There is little doubt that Cristina Fernández de Kirchner, the incumbent President of Argentina, will be re-elected in the October election. Her policies with regard to the Falkland Islands have followed on from her husband, Nestor, who preceded her as President. Politics in Latin America is often a family affair.
Nestor raised the temperature over the Falklands and now hardly a meeting, forum or Congress in the world of International politics is without an Argentine minister popping up and asking for support for their spurious claim to the islands.
I doubt that a South American knitting circle could publish a record of its meeting without the inclusion of something like, ” Mrs Garcia, in bringing this week’s meeting of the Sante Fe Knitters to a close, reiterated the support of this circle to the legitimate rights of Argentina in the sovereignty dispute with the United Kingdom of Great Britain and Ireland of the North, concerning the Malvinas, South Georgia and South Sandwich and the surrounding maritime area, recalling the particular interest for both Governments to resume negotiations to find a solution to the dispute as soon as possible.”
I suspect the plan is to bore the world into applying pressure on the UK. Something along the lines of, ” For God’s/Buddha’s/Allah’s sake, talk to them, they’re driving us nuts !”.
So it’s nice to read in the recent Legislative Assembly meeting held a week or so ago in Stanley, comments such as –
” … A brief word about shipping and the new arrangements for shipping: The nice thing about this is that it’s not only just been put in place but it is that we will always find solutions for these sorts of problems and it doesn’t matter how many different problems that the neighbours or others try to throw at us.
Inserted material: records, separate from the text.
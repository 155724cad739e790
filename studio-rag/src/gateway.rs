//! The vector store gateway.
//!
//! Owns the index connection and the embedder, stamps collection metadata,
//! batches inserts and turns raw neighbours into threshold-aware results.

use crate::chroma::ChromaIndex;
use crate::chunking::{ChunkStrategy, DocumentChunk, chunk_document};
use crate::corpus::INTERNAL_KNOWLEDGE;
use crate::embeddings::{Embedder, EmbedderRegistry};
use crate::error::RagError;
use crate::retrieval::{RetrievalResult, apply_threshold};
use crate::vector::{
    CREATED_AT_KEY, CollectionInfo, EMBEDDING_FUNC_KEY, InMemoryIndex, Metadata, SPACE_KEY,
    VectorIndex, VectorRecord,
};
use serde::{Deserialize, Serialize};
use serde_json::json;
use std::sync::Arc;
use studio_core::config::{RagConfig, VectorBackend};
use studio_core::error::StudioError;
use tracing::{debug, info};

/// Upper bound on rows per insert call.
pub const MAX_BATCH: usize = 166;

#[derive(Debug, Clone)]
pub struct GatewaySettings {
    pub default_collection: String,
    pub distance_threshold: f32,
    pub n_results: usize,
    pub min_documents: usize,
}

impl GatewaySettings {
    pub fn from_config(config: &RagConfig) -> Self {
        Self {
            default_collection: config.default_collection.clone(),
            distance_threshold: config.distance_threshold,
            n_results: config.n_results,
            min_documents: config.min_documents,
        }
    }
}

impl Default for GatewaySettings {
    fn default() -> Self {
        Self::from_config(&RagConfig::default())
    }
}

/// Per-query overrides of the configured retrieval settings.
#[derive(Debug, Clone, Default, Serialize, Deserialize)]
#[serde(default)]
pub struct QueryOptions {
    pub n_results: Option<usize>,
    pub distance_threshold: Option<f32>,
    pub min_documents: Option<usize>,
}

#[derive(Debug, Clone, PartialEq, Serialize)]
pub struct CollectionSummary {
    #[serde(flatten)]
    pub info: CollectionInfo,
    pub count: usize,
}

#[derive(Debug, Clone, PartialEq, Serialize)]
pub struct IngestReport {
    pub collection: String,
    pub document_id: String,
    pub chunks: usize,
}

/// Collection names follow the strictest backend: 3 to 63 characters of
/// `[A-Za-z0-9._-]`, starting and ending alphanumeric.
pub fn validate_collection_name(name: &str) -> Result<(), RagError> {
    let ok_len = (3..=63).contains(&name.len());
    let ok_chars = name
        .chars()
        .all(|c| c.is_ascii_alphanumeric() || matches!(c, '.' | '_' | '-'));
    let ok_ends = name.starts_with(|c: char| c.is_ascii_alphanumeric())
        && name.ends_with(|c: char| c.is_ascii_alphanumeric());
    if ok_len && ok_chars && ok_ends {
        Ok(())
    } else {
        Err(RagError::InvalidRequest(format!(
            "invalid collection name '{name}': use 3-63 letters, digits, '.', '_' or '-'"
        )))
    }
}

#[derive(Clone)]
pub struct VectorGateway {
    index: Arc<dyn VectorIndex>,
    embedder: Arc<dyn Embedder>,
    settings: GatewaySettings,
}

impl std::fmt::Debug for VectorGateway {
    fn fmt(&self, f: &mut std::fmt::Formatter<'_>) -> std::fmt::Result {
        f.debug_struct("VectorGateway")
            .field("index", &self.index.name())
            .field("embedder", &self.embedder.name())
            .field("settings", &self.settings)
            .finish()
    }
}

impl VectorGateway {
    pub fn new(
        index: Arc<dyn VectorIndex>,
        embedder: Arc<dyn Embedder>,
        settings: GatewaySettings,
    ) -> Self {
        Self {
            index,
            embedder,
            settings,
        }
    }

    /// Connect the configured index and load the configured embedder.
    pub fn from_config(config: &RagConfig, registry: &EmbedderRegistry) -> Result<Self, RagError> {
        let index: Arc<dyn VectorIndex> = match config.vector_backend {
            VectorBackend::Chroma => Arc::new(ChromaIndex::from_config(config)?),
            VectorBackend::Memory => Arc::new(InMemoryIndex::new()),
        };
        let embedder = registry.get(&config.embedding_model)?;
        info!(
            index = index.name(),
            embedder = embedder.name(),
            "Vector gateway ready"
        );
        Ok(Self::new(index, embedder, GatewaySettings::from_config(config)))
    }

    pub fn embedder(&self) -> &Arc<dyn Embedder> {
        &self.embedder
    }

    pub fn settings(&self) -> &GatewaySettings {
        &self.settings
    }

    pub async fn create_collection(&self, name: &str) -> Result<CollectionInfo, StudioError> {
        validate_collection_name(name)?;
        let mut metadata = Metadata::new();
        metadata.insert(SPACE_KEY.into(), json!("cosine"));
        metadata.insert(EMBEDDING_FUNC_KEY.into(), json!(self.embedder.name()));
        metadata.insert(CREATED_AT_KEY.into(), json!(chrono::Utc::now().to_rfc3339()));
        let info = self.index.create_collection(name, metadata).await?;
        info!(collection = name, "Collection created");
        Ok(info)
    }

    pub async fn list_collections(&self) -> Result<Vec<CollectionInfo>, StudioError> {
        Ok(self.index.list_collections().await?)
    }

    pub async fn get_collection(&self, name: &str) -> Result<CollectionSummary, StudioError> {
        let info = self.index.get_collection(name).await?;
        let count = self.index.count(name).await?;
        Ok(CollectionSummary { info, count })
    }

    pub async fn delete_collection(&self, name: &str) -> Result<(), StudioError> {
        self.index.delete_collection(name).await?;
        info!(collection = name, "Collection deleted");
        Ok(())
    }

    /// Embed and store chunks, at most [`MAX_BATCH`] per call.
    pub async fn insert(
        &self,
        collection: &str,
        chunks: Vec<DocumentChunk>,
    ) -> Result<usize, StudioError> {
        let total = chunks.len();
        for batch in chunks.chunks(MAX_BATCH) {
            let texts: Vec<String> = batch.iter().map(|c| c.text.clone()).collect();
            let embeddings = self.embedder.embed_batch(&texts).await?;
            if embeddings.len() != batch.len() {
                return Err(RagError::Embedding(format!(
                    "expected {} embeddings, got {}",
                    batch.len(),
                    embeddings.len()
                ))
                .into());
            }
            let records = batch
                .iter()
                .zip(embeddings)
                .map(|(chunk, embedding)| VectorRecord {
                    id: chunk.id.clone(),
                    document: chunk.text.clone(),
                    embedding,
                    metadata: chunk.metadata.clone(),
                })
                .collect();
            self.index.add(collection, records).await?;
            debug!(collection, rows = batch.len(), "Inserted batch");
        }
        Ok(total)
    }

    /// Chunk a plain-text document and insert it.
    pub async fn ingest(
        &self,
        collection: &str,
        text: &str,
        source: &str,
        document_id: Option<String>,
        strategy: ChunkStrategy,
    ) -> Result<IngestReport, StudioError> {
        let document_id = document_id.unwrap_or_else(|| uuid::Uuid::new_v4().to_string());
        let chunks = chunk_document(text, source, &document_id, strategy);
        if chunks.is_empty() {
            return Err(StudioError::invalid_request("document has no text"));
        }
        // fail before embedding anything when the collection is missing
        self.index.get_collection(collection).await?;
        let inserted = self.insert(collection, chunks).await?;
        info!(collection, document_id = %document_id, chunks = inserted, "Document ingested");
        Ok(IngestReport {
            collection: collection.to_string(),
            document_id,
            chunks: inserted,
        })
    }

    /// Nearest neighbours of `query`, filtered by distance and classified.
    pub async fn query(
        &self,
        collection: &str,
        query: &str,
        options: &QueryOptions,
    ) -> Result<RetrievalResult, StudioError> {
        if query.trim().is_empty() {
            return Err(StudioError::invalid_request("query is empty"));
        }
        let n_results = options.n_results.unwrap_or(self.settings.n_results).max(1);
        let threshold = options
            .distance_threshold
            .unwrap_or(self.settings.distance_threshold);
        let min_documents = options.min_documents.unwrap_or(self.settings.min_documents);

        let embedding = self.embedder.embed(query).await?;
        let neighbors = self.index.query(collection, embedding, n_results).await?;
        let result = apply_threshold(query, collection, neighbors, threshold, min_documents);
        debug!(
            collection,
            raw = result.raw_count,
            kept = result.filtered_count,
            best = ?result.best_distance,
            confidence = result.confidence_level.as_str(),
            "Retrieval finished"
        );
        Ok(result)
    }

    /// Create and seed the default collection if it is missing. Returns
    /// whether it was created.
    pub async fn ensure_default_collection(&self) -> Result<bool, StudioError> {
        let name = self.settings.default_collection.clone();
        match self.index.get_collection(&name).await {
            Ok(_) => return Ok(false),
            Err(RagError::CollectionNotFound(_)) => {}
            Err(e) => return Err(e.into()),
        }
        self.create_collection(&name).await?;
        let chunks: Vec<DocumentChunk> = INTERNAL_KNOWLEDGE
            .iter()
            .flat_map(|doc| chunk_document(doc.text, doc.title, doc.id, ChunkStrategy::default()))
            .collect();
        let inserted = self.insert(&name, chunks).await?;
        info!(collection = %name, chunks = inserted, "Seeded internal knowledge");
        Ok(true)
    }
}

#[cfg(test)]
mod tests {
    use super::*;
    use crate::embeddings::LocalEmbedder;
    use crate::retrieval::ConfidenceLevel;
    use crate::vector::Neighbor;
    use async_trait::async_trait;
    use std::sync::Mutex;
    use studio_core::error::ErrorKind;

    /// Records the size of every `add` call.
    #[derive(Default)]
    struct CountingIndex {
        inner: InMemoryIndex,
        batches: Mutex<Vec<usize>>,
    }

    #[async_trait]
    impl VectorIndex for CountingIndex {
        async fn create_collection(&self, name: &str, m: Metadata) -> Result<CollectionInfo, RagError> {
            self.inner.create_collection(name, m).await
        }
        async fn get_collection(&self, name: &str) -> Result<CollectionInfo, RagError> {
            self.inner.get_collection(name).await
        }
        async fn list_collections(&self) -> Result<Vec<CollectionInfo>, RagError> {
            self.inner.list_collections().await
        }
        async fn delete_collection(&self, name: &str) -> Result<(), RagError> {
            self.inner.delete_collection(name).await
        }
        async fn add(&self, c: &str, records: Vec<VectorRecord>) -> Result<(), RagError> {
            self.batches.lock().unwrap().push(records.len());
            self.inner.add(c, records).await
        }
        async fn query(&self, c: &str, e: Vec<f32>, n: usize) -> Result<Vec<Neighbor>, RagError> {
            self.inner.query(c, e, n).await
        }
        async fn count(&self, c: &str) -> Result<usize, RagError> {
            self.inner.count(c).await
        }
        fn name(&self) -> &str {
            "counting"
        }
    }

    fn gateway(index: Arc<dyn VectorIndex>) -> VectorGateway {
        VectorGateway::new(
            index,
            Arc::new(LocalEmbedder::new("local-hash-384", 384)),
            GatewaySettings::default(),
        )
    }

    fn chunk(i: usize) -> DocumentChunk {
        DocumentChunk {
            id: format!("c{i}"),
            text: format!("chunk number {i}"),
            metadata: Metadata::new(),
        }
    }

    #[tokio::test]
    async fn test_inserts_are_batched() {
        let index = Arc::new(CountingIndex::default());
        let gw = gateway(index.clone());
        gw.create_collection("bulk").await.unwrap();
        let inserted = gw.insert("bulk", (0..400).map(chunk).collect()).await.unwrap();
        assert_eq!(inserted, 400);
        assert_eq!(*index.batches.lock().unwrap(), vec![166, 166, 68]);
        assert_eq!(gw.get_collection("bulk").await.unwrap().count, 400);
    }

    #[tokio::test]
    async fn test_collection_metadata_is_stamped() {
        let gw = gateway(Arc::new(InMemoryIndex::new()));
        let info = gw.create_collection("docs").await.unwrap();
        assert_eq!(info.metadata[SPACE_KEY], "cosine");
        assert_eq!(info.metadata[EMBEDDING_FUNC_KEY], "local-hash-384");
        assert!(info.metadata.contains_key(CREATED_AT_KEY));
    }

    #[tokio::test]
    async fn test_invalid_and_duplicate_names() {
        let gw = gateway(Arc::new(InMemoryIndex::new()));
        let err = gw.create_collection("x").await.unwrap_err();
        assert_eq!(err.kind, ErrorKind::InvalidRequest);
        let err = gw.create_collection("-bad-").await.unwrap_err();
        assert_eq!(err.kind, ErrorKind::InvalidRequest);
        gw.create_collection("docs").await.unwrap();
        let err = gw.create_collection("docs").await.unwrap_err();
        assert_eq!(err.kind, ErrorKind::AlreadyExists);
    }

    #[tokio::test]
    async fn test_ingest_then_query() {
        let gw = gateway(Arc::new(InMemoryIndex::new()));
        gw.create_collection("cards").await.unwrap();
        let report = gw
            .ingest(
                "cards",
                "The N300 card has two Wormhole chips. Bananas are yellow.",
                "cards.txt",
                Some("cards-doc".into()),
                ChunkStrategy::Sentence { sentences: 1, overlap: 0 },
            )
            .await
            .unwrap();
        assert_eq!(report.chunks, 2);

        let result = gw
            .query("cards", "how many wormhole chips does the n300 card have", &QueryOptions::default())
            .await
            .unwrap();
        assert!(result.is_answerable);
        assert_eq!(result.documents[0].id, "cards-doc-0");
        assert_eq!(result.documents[0].metadata["source"], "cards.txt");
    }

    #[tokio::test]
    async fn test_ingest_into_missing_collection() {
        let gw = gateway(Arc::new(InMemoryIndex::new()));
        let err = gw
            .ingest("ghost", "text", "a.txt", None, ChunkStrategy::default())
            .await
            .unwrap_err();
        assert_eq!(err.kind, ErrorKind::NotFound);
    }

    #[tokio::test]
    async fn test_strict_threshold_makes_query_insufficient() {
        let gw = gateway(Arc::new(InMemoryIndex::new()));
        gw.create_collection("misc").await.unwrap();
        gw.ingest("misc", "Bananas are yellow.", "f.txt", None, ChunkStrategy::default())
            .await
            .unwrap();
        let options = QueryOptions {
            distance_threshold: Some(0.05),
            ..Default::default()
        };
        let result = gw.query("misc", "quantum chromodynamics", &options).await.unwrap();
        assert_eq!(result.raw_count, 1);
        assert_eq!(result.filtered_count, 0);
        assert_eq!(result.confidence_level, ConfidenceLevel::Insufficient);
    }

    #[tokio::test]
    async fn test_default_collection_seeded_once() {
        let gw = gateway(Arc::new(InMemoryIndex::new()));
        assert!(gw.ensure_default_collection().await.unwrap());
        let seeded = gw
            .get_collection(&gw.settings().default_collection)
            .await
            .unwrap();
        assert!(seeded.count >= INTERNAL_KNOWLEDGE.len());
        assert!(!gw.ensure_default_collection().await.unwrap());
        let again = gw
            .get_collection(&gw.settings().default_collection)
            .await
            .unwrap();
        assert_eq!(again.count, seeded.count);
    }
}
We will always find a solution. There’s always another way of doing things and we will always find them. Sometimes it’s difficult to accept that a certain service is not there anymore – we can’t ship to Punta – we can’t ship to here or to there. But there’s another way of doing it. And I think if there is a message from this to the other side, it is just, “open your eyes.” We are Islanders, we are resilient, we will always find another way. That’s how we’ve lived for the last two centuries and that’s how we will do for the next centuries and that’s how all Islanders cope with their lives. So try as you might, we will survive. ”
” .. Before sitting down I would like to turn my attention towards the cursed neighbours. I note in particular a statement that was made by their defence minister in which he said that his Government was minded to respect our ways of life, language, culture, etc. We’ve heard all this before and from my experience of them nearly thirty years ago, they would not know the word “respect” if it came up and sat up on its hind legs wanting attention. I had a dose of their respect and will not be having another experience of it. Perhaps if instead of using macho bullying tactics they were to grow up or smell the coffee and start to behave like a first world country – which they say they are – and recognise us as a people with just as much right to our country and to determine our own future and way of life as they have then maybe – just maybe – given long enough we could start to have normal, friendly relations as we would hope to have with any other country. But until they drop their totally unfounded and illegal claim, stop behaving in a threatening, macho manner and with blatant disregard for international treaties then they can sit over in their crumbling country and posture all they like. This Islander is not giving an inch. Full stop.”
The Islanders are British.
Anyone reading the words above should know it.